Politische Einigung der G7: Gemeinsame Linie im Nahostkonflikt
Die Staatschefs der G7-Gruppe haben sich überraschend auf eine einheitliche Position zum eskalierenden Konflikt zwischen Israel und dem Iran verständigt. In einem von Kanada veröffentlichten Dokument wird der Iran als Hauptverursacher regionaler Unruhen und des Terrorismus bezeichnet. Gleichzeitig unterstützt die Erklärung das Recht Israels auf Selbstverteidigung und legt Wert darauf, dass der Iran keine Atomwaffen besitzen darf.
US-Präsident Donald Trump hat unterdessen seine Rückkehr nach Washington vorgezogen, um sich um die brisante Lage im Nahen Osten zu kümmern. In der Erklärung, die keinerlei Kritik an Israels Handlungen übt, wird die Bedeutung des Schutzes der Zivilbevölkerung hervorgehoben und ein umfassender Waffenstillstand, inklusive im Gaza-Streifen, gefordert.
Die globalen Energiemärkte im Blick haltend, betont die G7-Gruppe ihre Bereitschaft, koordinierte Maßnahmen zu ergreifen, um Stabilität zu gewährleisten. Trotz seiner Ankündigung, dass der Iran gesprächsbereit sei, bestehen weiterhin Sorgen, dass die USA in den Konflikt militärisch involviert werden könnten, was zu einer Eskalation führen würde.
Der Gipfel stellt einen diplomatischen Teilerfolg für die derzeitige kanadische Präsidentschaft dar, da bei anderen wichtigen Themen keine Einigkeit erzielt werden konnte. Konflikte über Welthandel, Klimaschutz und andere zentrale globale Fragen blieben ungelöst.

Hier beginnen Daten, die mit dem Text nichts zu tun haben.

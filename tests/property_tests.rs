//! Property-based tests for the checkpoint protocol and the lifecycle machine.
//!
//! These tests use proptest to check that every interruption point of a
//! create converges under restore, and that no event sequence drives the
//! lifecycle into an inconsistent state.

use dircheckpoint::checkpoint::{
    self, has_checkpoint, run_create_step, slot_path, CreateStep, Slot, Source,
};
use dircheckpoint::controller::{Event, Lifecycle, Phase, StepResult, SuspendToken};
use dircheckpoint::State;
use proptest::prelude::*;
use std::collections::BTreeMap;
use std::fs;
use std::path::Path;
use tempfile::TempDir;

type Files = BTreeMap<String, Vec<u8>>;

fn arbitrary_files() -> impl Strategy<Value = Files> {
    prop::collection::btree_map(
        "(sub/|sub/deep/)?[a-c]{1,3}\\.txt",
        prop::collection::vec(any::<u8>(), 0..64),
        0..6,
    )
}

fn write_files(dir: &Path, files: &Files) {
    fs::create_dir_all(dir).unwrap();
    for (rel, bytes) in files {
        let path = dir.join(rel);
        fs::create_dir_all(path.parent().unwrap()).unwrap();
        fs::write(path, bytes).unwrap();
    }
}

fn read_files(dir: &Path) -> Files {
    walkdir::WalkDir::new(dir)
        .min_depth(1)
        .into_iter()
        .map(|e| e.unwrap())
        .filter(|e| e.file_type().is_file())
        .map(|e| {
            let rel = e.path().strip_prefix(dir).unwrap();
            let rel = rel.to_string_lossy().replace('\\', "/");
            (rel, fs::read(e.path()).unwrap())
        })
        .collect()
}

fn replace_live(dir: &Path, files: &Files) {
    if dir.exists() {
        fs::remove_dir_all(dir).unwrap();
    }
    write_files(dir, files);
}

fn assert_only_current_slot(dir: &Path) -> Result<(), TestCaseError> {
    prop_assert!(!slot_path(dir, Slot::InProgress).exists());
    prop_assert!(!slot_path(dir, Slot::Old).exists());
    Ok(())
}

#[derive(Clone, Debug)]
enum Input {
    Start,
    Timer,
    ConfirmPending,
    ConfirmStranger,
    FinishCurrent,
    FinishStale,
    Committed,
}

fn arbitrary_input() -> impl Strategy<Value = Input> {
    prop_oneof![
        Just(Input::Start),
        Just(Input::Timer),
        Just(Input::ConfirmPending),
        Just(Input::ConfirmStranger),
        Just(Input::FinishCurrent),
        Just(Input::FinishStale),
        Just(Input::Committed),
    ]
}

proptest! {
    #![proptest_config(ProptestConfig::with_cases(64))]

    #[test]
    fn interrupted_create_converges(
        prior in prop::option::of(arbitrary_files()),
        next in arbitrary_files(),
        scribble in arbitrary_files(),
        completed in 0usize..=4,
    ) {
        let tmp = TempDir::new().unwrap();
        let job = tmp.path().join("job");

        if let Some(prior) = &prior {
            replace_live(&job, prior);
            checkpoint::create(&job).unwrap();
        }
        replace_live(&job, &next);
        for step in &CreateStep::SEQUENCE[..completed] {
            run_create_step(&job, *step, Source::Live).unwrap();
        }
        replace_live(&job, &scribble);

        checkpoint::restore(&job).unwrap();

        // The old slot exists once DemoteCurrent ran over a prior snapshot,
        // which lets restore finish the promotion.
        let committed_new = completed >= 3 || (completed == 2 && prior.is_some());
        let expected = if committed_new {
            next.clone()
        } else {
            prior.clone().unwrap_or_default()
        };
        prop_assert_eq!(read_files(&job), expected);
        assert_only_current_slot(&job)?;
    }

    #[test]
    fn restore_is_idempotent(
        files in arbitrary_files(),
        scribble in arbitrary_files(),
        completed in 0usize..=4,
    ) {
        let tmp = TempDir::new().unwrap();
        let job = tmp.path().join("job");
        replace_live(&job, &files);
        checkpoint::create(&job).unwrap();
        for step in &CreateStep::SEQUENCE[..completed] {
            run_create_step(&job, *step, Source::Live).unwrap();
        }

        checkpoint::restore(&job).unwrap();
        let once = read_files(&job);
        replace_live(&job, &scribble);
        checkpoint::restore(&job).unwrap();

        prop_assert_eq!(read_files(&job), once);
        assert_only_current_slot(&job)?;
    }

    #[test]
    fn create_then_restore_round_trips(files in arbitrary_files(), scribble in arbitrary_files()) {
        let tmp = TempDir::new().unwrap();
        let job = tmp.path().join("job");
        replace_live(&job, &files);

        checkpoint::create(&job).unwrap();
        replace_live(&job, &scribble);
        checkpoint::restore(&job).unwrap();

        prop_assert_eq!(read_files(&job), files);
        prop_assert!(has_checkpoint(&job));
    }

    #[test]
    fn cleared_checkpoint_restores_empty(files in arbitrary_files()) {
        let tmp = TempDir::new().unwrap();
        let job = tmp.path().join("job");
        replace_live(&job, &files);
        checkpoint::create(&job).unwrap();

        checkpoint::clear(&job).unwrap();
        checkpoint::restore(&job).unwrap();

        prop_assert!(read_files(&job).is_empty());
        prop_assert!(!has_checkpoint(&job));
        assert_only_current_slot(&job)?;
    }

    #[test]
    fn lifecycle_stays_consistent(inputs in prop::collection::vec(arbitrary_input(), 0..40)) {
        let mut lifecycle = Lifecycle::new();
        let mut pending: Option<SuspendToken> = None;
        let mut commits = 0u64;
        let mut transitions = 0usize;
        let mut finished = false;

        for input in inputs {
            let cycle = lifecycle.cycle();
            let event = match input {
                Input::Start => Event::Start,
                Input::Timer => Event::TimerExpired { token: SuspendToken::new() },
                Input::ConfirmPending => Event::SuspendConfirmed {
                    token: pending.unwrap_or_default(),
                },
                Input::ConfirmStranger => Event::SuspendConfirmed { token: SuspendToken::new() },
                Input::FinishCurrent => Event::WorkFinished { cycle },
                Input::FinishStale => Event::WorkFinished { cycle: cycle.wrapping_sub(1) },
                Input::Committed => Event::CheckpointCommitted,
            };

            let before = lifecycle.current_phase();
            match lifecycle.handle(&event) {
                StepResult::Transitioned { to, pending: next, .. } => {
                    transitions += 1;
                    pending = next;
                    if before == Phase::Checkpointing && to == Phase::Running {
                        commits += 1;
                    }
                }
                StepResult::Ignored { .. } => {
                    prop_assert_eq!(lifecycle.current_phase(), before);
                    prop_assert_eq!(lifecycle.cycle(), cycle);
                }
            }

            prop_assert!(lifecycle.suppressed() <= 1);
            prop_assert!(lifecycle.cycle() >= cycle);
            if finished {
                prop_assert_eq!(lifecycle.current_phase(), Phase::Finished);
            }
            finished = lifecycle.current_phase().is_final();
        }

        prop_assert_eq!(lifecycle.cycle(), commits);
        prop_assert_eq!(lifecycle.history().transitions().len(), transitions);
    }
}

Im Zuge der militärischen Auseinandersetzungen hat Israel Angriffe auf verschiedene iranische Ziele gestartet, um die mögliche Entwicklung von Atomwaffen zu verhindern. Der Iran antwortete darauf mit Gegenschlägen. Diese Entwicklungen verschärfen die Zerrüttung im Nahen Osten weiter, in einer ohnehin schon angespannten Lage durch den andauernden Krieg zwischen Israel und der Hamas.